The premise and plot are very close to elements defining our world of today. Tomasz, the central figure, is a loser, thrown out of law school for cheating and only capable of being near the woman of his dreams by stalking her online. But he is versatile, at home in cyberspace, ready to work for an outlet that turns the traditional concept of a PR agency on its head. Instead of publicizing positive talking points of a person or company, which is the traditional task of PR, this fake news cell fabricates and distributes negative, damaging items about persons, parties or companies financed by the competitors of those targets.
One result of the treacherous power of social media described by the film has an obvious counterpart in reality. At a charity event a few years ago, Gdansk’s liberal mayor Pawel Adamowicz was assassinated onstage. In this film, Jan Komasa follows the creepy Tomasz whose manipulations lead to the assassination of a fictional left-leaning Polish politician named Pawel.
The 39-year-old director has tackled stories about lives lived through the wasteland of the internet before. The Hater could actually be considered a sequel to Komasa’s 2011 movie, The Suicide Room, about a teenager whose life is shattered after a clip of him kissing another boy on a dare becomes viral online. One doesn’t need to revisit The Suicide Room to grasp the underlying emotions displayed in The Hater.
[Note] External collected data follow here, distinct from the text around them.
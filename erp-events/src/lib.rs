#![deny(clippy::print_stdout, clippy::print_stderr)]

use std::collections::HashMap;
use std::sync::Arc;
use std::time::Duration;

use async_trait::async_trait;
use chrono::DateTime;
use chrono::Utc;
use serde::Deserialize;
use serde::Serialize;
use thiserror::Error;
use tokio::sync::RwLock;
use uuid::Uuid;

pub type CompanyId = String;
pub type EventId = String;

pub type EventsResult<T> = Result<T, EventsError>;

#[derive(Debug, Error)]
pub enum EventsError {
    #[error("validation error: {0}")]
    Validation(String),
    #[error("storage error: {0}")]
    Storage(String),
    #[error("event {0} was not found")]
    NotFound(EventId),
}

#[derive(Debug, Clone, Copy, PartialEq, Eq, Serialize, Deserialize)]
pub enum EventStatus {
    Pending,
    Processing,
    Success,
    Retry,
    Failed,
}

/// Outbound row appended by the posting/reversal services at post-commit
/// time (spec §4.12 "Event Bus"). Consumers are required by contract to be
/// idempotent since duplicates are possible.
#[derive(Debug, Clone, PartialEq, Serialize, Deserialize)]
pub struct IntegrationEvent {
    pub id: EventId,
    pub company_id: CompanyId,
    pub event_type: String,
    pub payload: serde_json::Value,
    pub status: EventStatus,
    pub attempts: u32,
    pub max_attempts: u32,
    pub next_retry_at: DateTime<Utc>,
    pub last_error: Option<String>,
    pub created_at: DateTime<Utc>,
    pub processed_at: Option<DateTime<Utc>>,
}

#[derive(Debug, Clone, PartialEq, Eq)]
pub struct EnqueueRequest {
    pub company_id: CompanyId,
    pub event_type: String,
    pub payload: serde_json::Value,
}

/// What the transport reported for one delivery attempt. Distinct from a
/// Rust `Err` because a delivery "failure" is expected business traffic,
/// not a bug in the bus itself.
#[derive(Debug, Clone, PartialEq, Eq)]
pub enum DeliveryOutcome {
    Success,
    RetryableFailure { reason: String },
    NonRetryableFailure { reason: String },
}

#[async_trait]
pub trait Transport: Send + Sync {
    async fn deliver(&self, event: &IntegrationEvent) -> DeliveryOutcome;
}

/// Capped exponential backoff, 30s/60s/120s/300s/600s (spec §4.12). `attempts`
/// is the number of attempts already made before this wait.
#[derive(Debug, Clone, Copy, PartialEq, Eq)]
pub struct RetryPolicy {
    schedule_secs: [u64; 5],
    max_attempts: u32,
}

impl Default for RetryPolicy {
    fn default() -> Self {
        Self {
            schedule_secs: [30, 60, 120, 300, 600],
            max_attempts: 5,
        }
    }
}

impl RetryPolicy {
    #[must_use]
    pub fn max_attempts(&self) -> u32 {
        self.max_attempts
    }

    /// `attempts` is 1-indexed: the delay applied after the first failed
    /// attempt is `backoff(1)`.
    #[must_use]
    pub fn backoff(&self, attempts: u32) -> Duration {
        let index = attempts.saturating_sub(1) as usize;
        let secs = self
            .schedule_secs
            .get(index)
            .copied()
            .unwrap_or_else(|| *self.schedule_secs.last().unwrap_or(&600));
        Duration::from_secs(secs)
    }
}

#[async_trait]
pub trait EventBus: Send + Sync {
    async fn enqueue(&self, request: EnqueueRequest) -> EventsResult<IntegrationEvent>;
    async fn get(&self, event_id: &EventId) -> EventsResult<IntegrationEvent>;

    /// Picks pending-or-retry-due events ordered by `next_retry_at`, moves
    /// each to `PROCESSING`, delegates to `transport`, and applies the
    /// terminal/retry transition (spec §4.12). Returns the events touched.
    async fn process_due(
        &self,
        transport: &(dyn Transport),
        now: DateTime<Utc>,
    ) -> EventsResult<Vec<IntegrationEvent>>;
}

struct EventsState {
    events: HashMap<EventId, IntegrationEvent>,
}

pub struct InMemoryEventBus {
    state: RwLock<EventsState>,
    retry_policy: RetryPolicy,
}

impl InMemoryEventBus {
    #[must_use]
    pub fn new(retry_policy: RetryPolicy) -> Self {
        Self {
            state: RwLock::new(EventsState {
                events: HashMap::new(),
            }),
            retry_policy,
        }
    }

    #[must_use]
    pub fn shared(retry_policy: RetryPolicy) -> Arc<Self> {
        Arc::new(Self::new(retry_policy))
    }
}

impl Default for InMemoryEventBus {
    fn default() -> Self {
        Self::new(RetryPolicy::default())
    }
}

#[async_trait]
impl EventBus for InMemoryEventBus {
    async fn enqueue(&self, request: EnqueueRequest) -> EventsResult<IntegrationEvent> {
        if request.event_type.trim().is_empty() {
            return Err(EventsError::Validation("event_type must be provided".into()));
        }
        let now = Utc::now();
        let event = IntegrationEvent {
            id: Uuid::new_v4().to_string(),
            company_id: request.company_id,
            event_type: request.event_type,
            payload: request.payload,
            status: EventStatus::Pending,
            attempts: 0,
            max_attempts: self.retry_policy.max_attempts(),
            next_retry_at: now,
            last_error: None,
            created_at: now,
            processed_at: None,
        };
        let mut guard = self.state.write().await;
        guard.events.insert(event.id.clone(), event.clone());
        Ok(event)
    }

    async fn get(&self, event_id: &EventId) -> EventsResult<IntegrationEvent> {
        let guard = self.state.read().await;
        guard
            .events
            .get(event_id)
            .cloned()
            .ok_or_else(|| EventsError::NotFound(event_id.clone()))
    }

    async fn process_due(
        &self,
        transport: &(dyn Transport),
        now: DateTime<Utc>,
    ) -> EventsResult<Vec<IntegrationEvent>> {
        let due_ids: Vec<EventId> = {
            let guard = self.state.read().await;
            let mut due: Vec<&IntegrationEvent> = guard
                .events
                .values()
                .filter(|event| {
                    matches!(event.status, EventStatus::Pending | EventStatus::Retry)
                        && event.next_retry_at <= now
                })
                .collect();
            due.sort_by_key(|event| event.next_retry_at);
            due.into_iter().map(|event| event.id.clone()).collect()
        };

        let mut processed = Vec::with_capacity(due_ids.len());
        for id in due_ids {
            let mut guard = self.state.write().await;
            let Some(event) = guard.events.get_mut(&id) else {
                continue;
            };
            event.status = EventStatus::Processing;
            let snapshot = event.clone();
            drop(guard);

            let outcome = transport.deliver(&snapshot).await;

            let mut guard = self.state.write().await;
            let Some(event) = guard.events.get_mut(&id) else {
                continue;
            };
            match outcome {
                DeliveryOutcome::Success => {
                    event.status = EventStatus::Success;
                    event.processed_at = Some(now);
                    event.last_error = None;
                }
                DeliveryOutcome::RetryableFailure { reason } => {
                    event.attempts += 1;
                    event.last_error = Some(reason);
                    if event.attempts < event.max_attempts {
                        event.status = EventStatus::Retry;
                        event.next_retry_at =
                            now + self.retry_policy.backoff(event.attempts);
                    } else {
                        event.status = EventStatus::Failed;
                    }
                }
                DeliveryOutcome::NonRetryableFailure { reason } => {
                    event.status = EventStatus::Failed;
                    event.last_error = Some(reason);
                }
            }
            processed.push(event.clone());
        }
        Ok(processed)
    }
}

#[cfg(feature = "postgres-store")]
#[derive(Clone)]
pub struct PostgresEventBus {
    connection_string: String,
}

#[cfg(feature = "postgres-store")]
impl PostgresEventBus {
    /// Constructs a new Postgres-backed event bus stub.
    ///
    /// # Schema Draft
    /// ```sql
    /// CREATE TABLE integration_events (
    ///     id UUID PRIMARY KEY,
    ///     company_id TEXT NOT NULL,
    ///     event_type TEXT NOT NULL,
    ///     payload JSONB NOT NULL,
    ///     status TEXT NOT NULL,
    ///     attempts INT NOT NULL DEFAULT 0,
    ///     max_attempts INT NOT NULL DEFAULT 5,
    ///     next_retry_at TIMESTAMPTZ NOT NULL,
    ///     last_error TEXT,
    ///     created_at TIMESTAMPTZ NOT NULL DEFAULT NOW(),
    ///     processed_at TIMESTAMPTZ
    /// );
    /// ```
    ///
    /// TODO: add a `SELECT ... FOR UPDATE SKIP LOCKED` consumer query.
    #[must_use]
    pub fn new(connection_string: impl Into<String>) -> Self {
        Self {
            connection_string: connection_string.into(),
        }
    }
}

#[cfg(feature = "postgres-store")]
#[async_trait]
impl EventBus for PostgresEventBus {
    async fn enqueue(&self, request: EnqueueRequest) -> EventsResult<IntegrationEvent> {
        let _ = (&self.connection_string, request);
        Err(EventsError::Storage("postgres event bus not yet implemented".into()))
    }

    async fn get(&self, event_id: &EventId) -> EventsResult<IntegrationEvent> {
        let _ = (&self.connection_string, event_id);
        Err(EventsError::Storage("postgres event bus not yet implemented".into()))
    }

    async fn process_due(
        &self,
        _transport: &(dyn Transport),
        now: DateTime<Utc>,
    ) -> EventsResult<Vec<IntegrationEvent>> {
        let _ = (&self.connection_string, now);
        Err(EventsError::Storage("postgres event bus not yet implemented".into()))
    }
}

#[cfg(test)]
mod tests {
    use super::*;
    use pretty_assertions::assert_eq;

    struct AlwaysSucceeds;

    #[async_trait]
    impl Transport for AlwaysSucceeds {
        async fn deliver(&self, _event: &IntegrationEvent) -> DeliveryOutcome {
            DeliveryOutcome::Success
        }
    }

    struct AlwaysRetryable;

    #[async_trait]
    impl Transport for AlwaysRetryable {
        async fn deliver(&self, _event: &IntegrationEvent) -> DeliveryOutcome {
            DeliveryOutcome::RetryableFailure {
                reason: "connection reset".into(),
            }
        }
    }

    struct AlwaysNonRetryable;

    #[async_trait]
    impl Transport for AlwaysNonRetryable {
        async fn deliver(&self, _event: &IntegrationEvent) -> DeliveryOutcome {
            DeliveryOutcome::NonRetryableFailure {
                reason: "400 bad request".into(),
            }
        }
    }

    #[test]
    fn backoff_follows_capped_schedule() {
        let policy = RetryPolicy::default();
        assert_eq!(policy.backoff(1), Duration::from_secs(30));
        assert_eq!(policy.backoff(2), Duration::from_secs(60));
        assert_eq!(policy.backoff(3), Duration::from_secs(120));
        assert_eq!(policy.backoff(4), Duration::from_secs(300));
        assert_eq!(policy.backoff(5), Duration::from_secs(600));
        assert_eq!(policy.backoff(9), Duration::from_secs(600));
    }

    #[tokio::test]
    async fn successful_delivery_marks_event_success() {
        let bus = InMemoryEventBus::new(RetryPolicy::default());
        bus.enqueue(EnqueueRequest {
            company_id: "co-1".into(),
            event_type: "voucher.posted".into(),
            payload: serde_json::json!({"voucher_id": "v1"}),
        })
        .await
        .expect("enqueue");

        let processed = bus
            .process_due(&AlwaysSucceeds, Utc::now())
            .await
            .expect("process");
        assert_eq!(processed.len(), 1);
        assert_eq!(processed[0].status, EventStatus::Success);
    }

    #[tokio::test]
    async fn retryable_failure_schedules_next_attempt() {
        let bus = InMemoryEventBus::new(RetryPolicy::default());
        let event = bus
            .enqueue(EnqueueRequest {
                company_id: "co-1".into(),
                event_type: "voucher.posted".into(),
                payload: serde_json::json!({}),
            })
            .await
            .expect("enqueue");

        let now = Utc::now();
        let processed = bus.process_due(&AlwaysRetryable, now).await.expect("process");
        assert_eq!(processed[0].status, EventStatus::Retry);
        assert_eq!(processed[0].attempts, 1);
        assert_eq!(processed[0].next_retry_at, now + Duration::from_secs(30));

        let refetched = bus.get(&event.id).await.expect("get");
        assert_eq!(refetched.status, EventStatus::Retry);
    }

    #[tokio::test]
    async fn exhausting_attempts_marks_event_failed() {
        let bus = InMemoryEventBus::new(RetryPolicy::default());
        bus.enqueue(EnqueueRequest {
            company_id: "co-1".into(),
            event_type: "voucher.posted".into(),
            payload: serde_json::json!({}),
        })
        .await
        .expect("enqueue");

        let mut now = Utc::now();
        for _ in 0..5 {
            bus.process_due(&AlwaysRetryable, now).await.expect("process");
            now += Duration::from_secs(700);
        }

        let events = bus.process_due(&AlwaysRetryable, now).await.expect("process");
        assert!(events.is_empty(), "event should already be terminal");
    }

    #[tokio::test]
    async fn non_retryable_failure_fails_immediately() {
        let bus = InMemoryEventBus::new(RetryPolicy::default());
        bus.enqueue(EnqueueRequest {
            company_id: "co-1".into(),
            event_type: "voucher.posted".into(),
            payload: serde_json::json!({}),
        })
        .await
        .expect("enqueue");

        let processed = bus
            .process_due(&AlwaysNonRetryable, Utc::now())
            .await
            .expect("process");
        assert_eq!(processed[0].status, EventStatus::Failed);
        assert_eq!(processed[0].attempts, 0);
    }
}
But there clearly is a kinship.
What Komasa achieves is not only an uncompromising portrayal of the looming threat of a digital future. He manages to remind us that a basic human nature endures, no matter what conditions the rapidly changing world of human interaction creates. The film leaves it to us to find an explanation for the deep emotional impulses that drive Tomasz to his destructive use of the digital instruments at hand. Is he revengeful, driven by the frustration of his own social shortcomings? Or is the film a variation of the ancient theme of impossible love?
It is revealing that the original Polish title translates to Hall of Suicide: Hater. Tomasz might stand to some degree for a confused, morally undefined state in parts of today’s young generation. He is definitely not a hero. And he is not one of those alluring antiheros of cinematic lore either. He is a bad guy, there is never a doubt. But our willingness to follow him along is a remarkable achievement of a remarkable storyteller.